November 2021 MPACT Safety Update


This month for our MPACT Safety training we focused on winter weather safety. The hazards and precaution key items we discussed include winter driving, work zone traffic safety, being stranded in a vehicle, and various issues related to working in snowy conditions. Below is a more in-depth breakdown of each key item.

Winter Driving

As we enter the winter season, it is important to take extra precautions as we drive. Although we are not able to control roadway conditions, we can always focus on driving safely. Now is the time to inspect your vehicle to make sure everything is working properly.

  • Brakes: Brakes should provide even and balanced braking. Also check that brake fluid is at the proper level.
  • Cooling system: Ensure a proper mixture of 50/50 antifreeze and water in the cooling system.
  • Electrical system: Check the ignition system and make sure that the battery is fully charged and that the connections are clean. Check that the alternator belt is in good condition with proper tension.
  • Engine: Inspect all engine systems and ensure you have no warning lights on the dash.
  • Tires: Check for proper tread depth and that there are no signs of damage or uneven wear. Check for proper tire inflation.
  • Oil: Check that oil is at a proper level and is regularly being changed.
  • Visibility systems: Inspect all exterior lights, defrosters, and wipers.
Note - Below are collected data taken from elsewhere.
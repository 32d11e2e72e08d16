use std::collections::BTreeMap;

use async_trait::async_trait;
use rusqlite::{params, OptionalExtension, Row};
use tracing::debug;
use uuid::Uuid;

use crate::catalog::product::{Category, CategoryField, Product};
use crate::catalog::repository::{
    CatalogError, CatalogResult, CategoryRepository, ProductRepository,
};
use crate::utilities::database::Database;

const PRODUCT_COLUMNS: &str =
    "id, name, price, url, image, category, category_color, category_emoji, attributes";

/// Catalog persisted in the application's SQLite database.
#[derive(Clone)]
pub struct SqliteStore {
    db: Database,
}

impl SqliteStore {
    pub fn new(db: Database) -> Self {
        Self { db }
    }

    pub async fn count_products(&self) -> CatalogResult<i64> {
        let conn = self.db.conn.lock().await;
        let count = conn.query_row("SELECT COUNT(*) FROM products", [], |row| row.get(0))?;
        Ok(count)
    }
}

/// Row mapping; attributes are stored as a JSON object in a text column.
fn product_from_row(row: &Row<'_>) -> rusqlite::Result<(Product, String)> {
    let product = Product {
        id: row.get(0)?,
        name: row.get(1)?,
        price: row.get(2)?,
        url: row.get(3)?,
        image: row.get(4)?,
        category: row.get(5)?,
        category_color: row.get(6)?,
        category_emoji: row.get(7)?,
        attributes: BTreeMap::new(),
    };
    let attributes: String = row.get(8)?;
    Ok((product, attributes))
}

fn with_attributes((mut product, attributes): (Product, String)) -> CatalogResult<Product> {
    product.attributes = serde_json::from_str(&attributes)?;
    Ok(product)
}

#[async_trait]
impl ProductRepository for SqliteStore {
    async fn list(&self) -> CatalogResult<Vec<Product>> {
        let conn = self.db.conn.lock().await;
        let mut stmt = conn.prepare(&format!("SELECT {} FROM products ORDER BY id", PRODUCT_COLUMNS))?;
        let rows = stmt.query_map([], product_from_row)?;

        let mut products = Vec::new();
        for row in rows {
            products.push(with_attributes(row?)?);
        }

        Ok(products)
    }

    async fn get_by_id(&self, id: &str) -> CatalogResult<Option<Product>> {
        let conn = self.db.conn.lock().await;
        let row = conn
            .query_row(
                &format!("SELECT {} FROM products WHERE id = ?1 LIMIT 1", PRODUCT_COLUMNS),
                [id],
                product_from_row,
            )
            .optional()?;

        row.map(with_attributes).transpose()
    }

    async fn save(&self, all: &[Product]) -> CatalogResult<()> {
        let mut conn = self.db.conn.lock().await;
        let tx = conn.transaction()?;

        tx.execute("DELETE FROM products", [])?;
        for product in all {
            tx.execute(
                "INSERT INTO products (
                    id, name, price, url, image, category, category_color, category_emoji, attributes
                ) VALUES (?1, ?2, ?3, ?4, ?5, ?6, ?7, ?8, ?9)",
                params![
                    product.id,
                    product.name,
                    product.price.as_deref().filter(|p| !p.is_empty()),
                    product.url,
                    product.image.as_deref().filter(|i| !i.is_empty()),
                    product.category,
                    product.category_color,
                    product.category_emoji,
                    serde_json::to_string(&product.attributes)?,
                ],
            )?;
        }

        tx.commit()?;
        debug!(count = all.len(), "Products saved");

        Ok(())
    }

    async fn set_price(&self, id: &str, price: &str) -> CatalogResult<bool> {
        let conn = self.db.conn.lock().await;
        let changed = conn.execute("UPDATE products SET price = ?1 WHERE id = ?2", params![price, id])?;
        Ok(changed > 0)
    }

    async fn set_image(&self, id: &str, image: &str) -> CatalogResult<bool> {
        let conn = self.db.conn.lock().await;
        let changed = conn.execute("UPDATE products SET image = ?1 WHERE id = ?2", params![image, id])?;
        Ok(changed > 0)
    }
}

#[async_trait]
impl CategoryRepository for SqliteStore {
    async fn list_categories(&self) -> CatalogResult<Vec<Category>> {
        let conn = self.db.conn.lock().await;
        let mut stmt =
            conn.prepare("SELECT id, name, emoji, color, fields FROM category_definitions ORDER BY name")?;
        let rows = stmt.query_map([], |row| {
            Ok((
                row.get::<_, String>(0)?,
                row.get::<_, String>(1)?,
                row.get::<_, String>(2)?,
                row.get::<_, String>(3)?,
                row.get::<_, String>(4)?,
            ))
        })?;

        let mut categories = Vec::new();
        for row in rows {
            let (id, name, emoji, color, fields) = row?;
            let fields: Vec<CategoryField> = serde_json::from_str(&fields)?;
            categories.push(Category {
                id,
                name,
                emoji,
                color,
                fields,
            });
        }

        Ok(categories)
    }

    async fn save_category(&self, category: &Category) -> CatalogResult<()> {
        if category.name.trim().is_empty() {
            return Err(CatalogError::InvalidCategory {
                reason: "name is required".to_string(),
            });
        }

        let id = if category.id.trim().is_empty() {
            Uuid::new_v4().to_string()
        } else {
            category.id.clone()
        };

        let conn = self.db.conn.lock().await;
        conn.execute(
            "INSERT INTO category_definitions (id, name, emoji, color, fields)
             VALUES (?1, ?2, ?3, ?4, ?5)
             ON CONFLICT(name) DO UPDATE SET
                emoji = excluded.emoji,
                color = excluded.color,
                fields = excluded.fields",
            params![
                id,
                category.name.trim(),
                category.emoji,
                category.color,
                serde_json::to_string(&category.fields)?,
            ],
        )?;

        Ok(())
    }
}
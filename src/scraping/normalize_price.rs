use htmlentity::entity::{decode, ICodedDataTrait};

/// The only currency the catalog displays.
pub const CURRENCY_SYMBOL: char = '€';

/// Decimal separator used in every stored and displayed price (Spanish locale).
pub const DECIMAL_SEPARATOR: char = ',';

/// Turn a captured token into the display form `<amount>€`.
///
/// Entities are decoded and all whitespace removed. When the remaining amount is
/// made only of digits and separators it is rewritten with a comma decimal
/// separator and no grouping; otherwise it is kept as captured. The euro sign is
/// always moved to the end.
pub fn normalize_price(raw: &str) -> String {
    let decoded = decode(raw.as_bytes()).to_string().unwrap_or_else(|_| raw.to_string());

    let amount: String = decoded
        .chars()
        .filter(|c| !c.is_whitespace() && *c != CURRENCY_SYMBOL)
        .collect();

    let amount = canonical_amount(&amount).unwrap_or(amount);

    format!("{}{}", amount, CURRENCY_SYMBOL)
}

/// Rewrite `1.299,00`, `1,299.00`, `129.5` or `129,` into the canonical form.
///
/// A last separator followed by one or two digits is the decimal mark; any other
/// separator is grouping and is dropped. Returns `None` for anything that is not
/// purely numeric.
fn canonical_amount(amount: &str) -> Option<String> {
    if !amount.chars().any(|c| c.is_ascii_digit())
        || !amount.chars().all(|c| c.is_ascii_digit() || c == '.' || c == ',')
    {
        return None;
    }

    let Some(pos) = amount.rfind(['.', ',']) else {
        return Some(amount.to_string());
    };

    let integer: String = amount[..pos].chars().filter(char::is_ascii_digit).collect();
    let fraction = &amount[pos + 1..];

    let result = match fraction.len() {
        0 => integer,
        1 | 2 if !integer.is_empty() => format!("{}{}{}", integer, DECIMAL_SEPARATOR, fraction),
        1 | 2 => format!("0{}{}", DECIMAL_SEPARATOR, fraction),
        _ => format!("{}{}", integer, fraction),
    };

    Some(result)
}
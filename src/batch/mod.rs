//! Batch drivers over the whole catalog.

pub mod run_paced;
pub mod update_images;
pub mod update_prices;
pub mod write_report;

pub use run_paced::{run_paced, BatchOptions};
pub use update_images::{update_images, ImageReport};
pub use update_prices::{print_summary, update_prices, BatchReport, OutcomeStatus, PriceOutcome, Selection};
pub use write_report::write_report;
Stranded in a Vehicle in Winter

If you are stranded in a vehicle, stay in the vehicle. Do not leave the vehicle to search for assistance unless help is visible within 100 yards. Call for emergency assistance if needed, and notify your supervisor. If you have to exit the vehicle, try to wear high visibility clothing so other motorists can identify you.

Working in Winter Conditions

  • Shoveling snow: Shoveling snow can be a strenuous activity as cold weather can be taxing on the body. Be sure to stay hydrated and drink warm liquids and take breaks in warm areas. As you are shoveling keep your back straight and lift with your legs, do not turn or twist your body, and try to push the snow instead of lifting it.
  • Using powered equipment: When using equipment such as snow blowers, make sure they are properly grounded to avoid electrocutions. When performing maintenance or clearing, make sure the equipment is properly guarded and disconnected from power sources (not running).
  • Clearing snow when working at heights: Always assess the situation for potential hazards and plan how to do the work safely. Try to use snow removal methods that do not require you to get on the roof. Never get on a roof or on a heightened surface without fall protection.
  • Preventing slips on snow and ice: To prevent slips, make sure to clear walking surfaces of snow and ice, and spread deicer as soon as possible. Wear insulated and water-resistant boots with good rubber treads.
  • Clothing: Wear at least 3 layers of loose-fitting clothing, insulated gloves, boots, and something to cover the head and ears. Stay dry, and if needed pack extra clothes to change if you get wet.